* [Input data]:
::::::
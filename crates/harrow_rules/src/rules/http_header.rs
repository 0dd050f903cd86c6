//! HTTP Authorization headers. Basic payloads are decoded and scored like
//! leaked credential pairs; JWT bearer payloads are decoded for expiry.

use super::jwt::decode_claims;
use crate::entropy::shannon_entropy;
use crate::rule::{fixture, Enrichment, Outcome, Rule, RuleSpec};
use base64::engine::general_purpose::STANDARD;
use base64::Engine;
use regex::Regex;
use serde_json::Value;

pub fn authorization() -> Box<dyn Rule> {
    let spec = RuleSpec::new(
        "http-auth-header",
        "HTTP Authorization Header",
        Regex::new(r"(?i)(Authorization|x-auth|x-token)[ ]?:[ ]?([a-z_0-9]{1,50}) ([A-Za-z0-9/+=.-]+)")
            .expect("http auth pattern"),
    )
    .keywords(&["Authorization"])
    .fp_regex(
        Regex::new(
            r"[a-zA-Z0-9_-]{2,30}://(<?)(user|username|usuario)(>?):(<?)(pass|password|token|secret|senha)(>?)@",
        )
        .expect("http auth fp pattern"),
    )
    .exclude(&["\n", "sqlserver://", "smtp://", "mailto:"])
    .true_positives([
        fixture("url", "Authorization: Bearer testeok\nnop"),
        fixture("url", "Authorization:Token testeok"),
        fixture("url", "Authorization: Basic dXNlcjpwYXNzMQ=="),
    ]);

    Box::new(AuthorizationHeader {
        spec,
        parts: Regex::new(r"(?i)^(.*):[ ]?([a-z_0-9]{1,50}) ([A-Za-z0-9/+=.-]+)$")
            .expect("http auth parts pattern"),
    })
}

struct AuthorizationHeader {
    spec: RuleSpec,
    parts: Regex,
}

impl Rule for AuthorizationHeader {
    fn spec(&self) -> &RuleSpec {
        &self.spec
    }

    fn post_process(&self, _text: &str, candidate: &str) -> Outcome {
        let Some(caps) = self.parts.captures(candidate) else {
            return Outcome::keep();
        };
        let auth_type = caps.get(2).map(|m| m.as_str()).unwrap_or("");
        let auth = caps.get(3).map(|m| m.as_str()).unwrap_or("");

        let mut enrichment = Enrichment::default()
            .severity(60)
            .field("token", format!("{auth_type} {auth}"));

        match auth_type.to_lowercase().as_str() {
            "jwt" | "bearer" => {
                if let Some((header, payload)) = decode_claims(auth) {
                    let exp = payload.get("exp").and_then(Value::as_i64).unwrap_or(0);
                    let still_valid = exp >= chrono::Utc::now().timestamp() + 10_080;
                    enrichment = enrichment
                        .severity(if still_valid { 80 } else { 10 })
                        .field("header", header)
                        .field("payload", payload)
                        .field("still_valid", still_valid);
                }
            }
            "basic" => {
                if let Some((username, password)) = decode_basic(auth) {
                    if username.trim().is_empty() || password.trim().is_empty() {
                        return Outcome::Keep(enrichment);
                    }
                    let entropy = shannon_entropy(&password);
                    let mut severity: u8 = 100;
                    if entropy < 1.7 {
                        severity = 65;
                    }
                    if entropy <= 0.7 {
                        severity = 30;
                    }
                    if username.chars().count() <= 2 || password.chars().count() <= 2 {
                        return Outcome::Keep(enrichment);
                    }
                    enrichment = enrichment
                        .severity(severity)
                        .entropy(entropy)
                        .field("username", username)
                        .field("password", password);
                }
            }
            _ => {}
        }

        Outcome::Keep(enrichment)
    }
}

fn decode_basic(auth: &str) -> Option<(String, String)> {
    let decoded = STANDARD.decode(auth.as_bytes()).ok()?;
    let decoded = String::from_utf8(decoded).ok()?;
    let (username, password) = decoded.split_once(':')?;
    Some((username.to_string(), password.to_string()))
}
::::::
* [Work task]: Reproduce the material above exactly, beginning at its first line and ending with the line that holds "use super::jwt::decode_claims;". Include nothing else.

* [Result]:
filename crates/harrow_rules/src/rules/http_header.rs
repository 0dd050f903cd86c6
//! HTTP Authorization headers. Basic payloads are decoded and scored like
//! leaked credential pairs; JWT bearer payloads are decoded for expiry.

use super::jwt::decode_claims;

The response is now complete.